Rearrangement of actin microfilaments in plant root hairs responding to rhizobium etli nodulation signals


The response of the actin cytoskeleton to nodulation (Nod) factors secreted by Rhizobium etli has been studied in living root hairs of bean (Phaseolus vulgaris) that were microinjected with fluorescein isothiocyanate-phalloidin. In untreated control cells or cells treated with the inactive chitin oligomer, the actin cytoskeleton was organized into long bundles that were oriented parallel to the long axis of the root hair and extended into the apical zone. Upon exposure to R. etli Nod factors, the filamentous actin became fragmented, as indicated by the appearance of prominent masses of diffuse fluorescence in the apical region of the root hair.
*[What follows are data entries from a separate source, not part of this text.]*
//! Kuroko: a bytecode interpreter for an indentation-sensitive, Python-like
//! scripting language.
//!
//! The pipeline is a single-pass Pratt compiler that lowers source text
//! directly to stack bytecode, executed by a dispatch-loop VM with closures
//! and upvalues, suspendable generators, stack-resident exception handlers,
//! context managers, and a tracing mark-sweep collector over an arena heap.
//!
//! ```
//! use kuroko::{Vm, VmFlags};
//!
//! let mut vm = Vm::new(VmFlags::default());
//! vm.capture_output();
//! vm.interpret("def f(x=10): return x\nprint(f(), f(3))", "<demo>").unwrap();
//! assert_eq!(vm.take_output(), "10 3\n");
//! ```

mod builtins;
mod chunk;
mod compiler;
mod debug;
mod exceptions;
mod heap;
mod modules;
mod objects;
mod scanner;
mod table;
mod value;
mod vm;

pub use crate::chunk::{Chunk, LineEntry, OpCode};
pub use crate::heap::HeapId;
pub use crate::objects::NativeFn;
pub use crate::scanner::{Scanner, ScannerState, Token, TokenKind};
pub use crate::value::{Handler, HandlerKind, Value};
pub use crate::vm::{BaseClasses, ExceptionClasses, Raised, Vm, VmFlags, VmResult};

/// Errors surfaced to embedders; in-language exceptions that escape the top
/// frame arrive here as `Runtime` with a rendered traceback.
#[derive(Debug, thiserror::Error)]
pub enum KurokoError {
    #[error("{file}:{line}:{col}: {message}")]
    Compile {
        message: String,
        line: u32,
        col: u32,
        file: String,
    },
    #[error("{traceback}")]
    Runtime { traceback: String },
}

impl Vm {
    /// Accessors for the class registries, for embedders authoring classes
    /// or signaling errors.
    pub fn base_classes(&self) -> &BaseClasses {
        &self.base
    }

    pub fn exception_classes(&self) -> &ExceptionClasses {
        &self.exceptions
    }

    /// Renders `repr(value)` for embedding code.
    pub fn repr(&mut self, value: Value) -> Result<String, KurokoError> {
        self.repr_value(value).map_err(|_| self.take_runtime_error())
    }

    /// Disassembles a compiled function for tooling.
    pub fn disassemble(&self, function: Value) -> Option<String> {
        let id = function.as_ref_id()?;
        let (chunk, name) = match self.heap_data(id) {
            Some((chunk, name)) => (chunk, name),
            None => return None,
        };
        Some(crate::debug::disassemble_chunk(chunk, &self.heap, &name))
    }

    fn heap_data(&self, id: HeapId) -> Option<(&Chunk, String)> {
        match self.heap_get(id) {
            crate::heap::HeapData::Function(f) => {
                let name = f
                    .name
                    .map(|n| self.heap_str(n).to_string())
                    .unwrap_or_else(|| "<module>".to_string());
                Some((&f.chunk, name))
            }
            crate::heap::HeapData::Closure(c) => self.heap_data(c.function),
            _ => None,
        }
    }

    fn heap_get(&self, id: HeapId) -> &crate::heap::HeapData {
        self.heap.get(id)
    }

    fn heap_str(&self, id: HeapId) -> &str {
        self.heap.str_content(id)
    }
}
These changes in the actin cytoskeleton were rapid, observed as soon as 5 to 10 min after application of the Nod factors. It was interesting that the filamentous actin partially recovered in the continued presence of the Nod factor: by 1 h, long bundles had reformed. However, these cells still contained a significant amount of diffuse fluorescence in the apical zone and in the nuclear area, presumably indicating the presence of short actin filaments. These results indicate that Nod factors alter the organization of actin microfilaments in root hair cells, and this could be a prelude for the formation of infection threads.